Shares of Internet consumer products and services provider, United Online, Inc. (Nasdaq: UNTD) soared more than 18 percent from Wednesday’s closing price in morning trading on Thursday, reaching an intraday high of $7.28 per share, at mid-day. United Online announced consolidated third quarter revenues were $193.5 million, down 10 percent form a year earlier. GAAP diluted net income per common share was 13 cents, down from 18 cents a year earlier. Adjusted diluted net income per common share was $0.25, versus $0.33 in the year-ago quarter. During the quarter, United Online repurchased 2.2 million common shares in open market transactions during the quarter for $11.0 million, resulting in an average cost of $5.07 per share. The company also paid $9.3 million in cash dividends during the quarter. The company expects fourth quarter revenue to range between $223 million and $229 million. The Woodland Hills-based company operates in three segments: FTD, Classmates Media, and Communications. The FTD segment markets flowers and specialty gift items. Classmates Media offers online social networking services under the Classmates brand name; and online loyalty marketing services under the MyPoints name. It also provides international social networking services under the StayFriends and Trombi names. The Communications segment offers dial-up Internet access under the NetZero and Juno brand names, and provides services including broadband, email, Internet security, and Web hosting. Shares of United Online, Inc. are up about 33 percent over the past three months.

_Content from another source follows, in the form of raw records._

use async_trait::async_trait;
use kube::{
    api::{GetParams, ListParams, ObjectList, PostParams},
    core::Request,
    Client, ResourceExt,
};
use tracing::debug;

use super::{ObjectStore, StoreError, StoreObject, StoreResult};

/// [`ObjectStore`] backed by a Kubernetes API server.
///
/// Requests are built from the resource URL path, so the same store serves
/// namespaced and cluster scoped kinds.
#[derive(Clone)]
pub struct KubeStore {
    client: Client,
}

impl std::fmt::Debug for KubeStore {
    fn fmt(&self, f: &mut std::fmt::Formatter<'_>) -> std::fmt::Result {
        f.debug_struct("KubeStore").finish_non_exhaustive()
    }
}

impl KubeStore {
    pub fn new(client: Client) -> Self {
        Self { client }
    }

    pub fn client(&self) -> &Client {
        &self.client
    }

    async fn send<K, T>(
        &self,
        name: &str,
        request: Result<http::Request<Vec<u8>>, kube::core::request::Error>,
    ) -> StoreResult<T>
    where
        K: StoreObject,
        T: serde::de::DeserializeOwned,
    {
        let request = request
            .map_err(kube::Error::BuildRequest)
            .map_err(StoreError::Request)?;

        self.client
            .request::<T>(request)
            .await
            .map_err(|e| StoreError::classify(&K::kind(&()), name, e))
    }
}

fn request<K: StoreObject>(namespace: Option<&str>) -> Request {
    Request::new(K::url_path(&(), namespace))
}

#[async_trait]
impl<K: StoreObject> ObjectStore<K> for KubeStore {
    async fn get(&self, namespace: Option<&str>, name: &str) -> StoreResult<K> {
        let req = request::<K>(namespace).get(name, &GetParams::default());
        self.send::<K, K>(name, req).await
    }

    async fn list(
        &self,
        namespace: Option<&str>,
        label_selector: Option<&str>,
    ) -> StoreResult<Vec<K>> {
        let params = ListParams {
            label_selector: label_selector.map(String::from),
            ..Default::default()
        };
        let req = request::<K>(namespace).list(&params);
        let list: ObjectList<K> = self.send::<K, _>("*", req).await?;

        debug!(kind = %K::kind(&()), count = list.items.len(), "Listed objects");
        Ok(list.items)
    }

    async fn create(&self, obj: &K) -> StoreResult<K> {
        let name = obj.name_any();
        let req = request::<K>(obj.namespace().as_deref())
            .create(&PostParams::default(), serde_json::to_vec(obj)?);
        self.send::<K, K>(&name, req).await
    }

    async fn update(&self, obj: &K) -> StoreResult<K> {
        let name = obj.name_any();
        let req = request::<K>(obj.namespace().as_deref()).replace(
            &name,
            &PostParams::default(),
            serde_json::to_vec(obj)?,
        );
        self.send::<K, K>(&name, req).await
    }

    async fn update_status(&self, obj: &K) -> StoreResult<K> {
        let name = obj.name_any();
        let req = request::<K>(obj.namespace().as_deref()).replace_subresource(
            "status",
            &name,
            &PostParams::default(),
            serde_json::to_vec(obj)?,
        );
        self.send::<K, K>(&name, req).await
    }
}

Shares of software maker Smith Micro, Inc. (Nasdaq: SMSI) were up almost 14 percent in mid-day trading on Thursday, and touched a new 52-week high of $14.17 per share, after the company reported record third quarter revenue of $34.0 million, up 22 percent increase over $27.8 million reported in the third quarter of last year. GAAP net income for the third quarter of 2010 increased to $3.1 million or 9 cents per diluted share, up from $2.0 million, or 6 cents per diluted share a year ago. Non-GAAP net income for the third quarter of 2010 increased to $7.9 million, or 23 cents per diluted share, compared to $6.6 million, or 20 cents per diluted share, reported in the same quarter a year ago. “We’ve executed on three solid quarters in 2010 with record revenue and strong profitability and we remain comfortable with our guidance with annual revenue’s landing within the original range of $125 million to $135 million,” said Smith Micro’s CEO, Bill Smith in an earnings call. Shares of Smith Micro are up 58 percent over the past three months.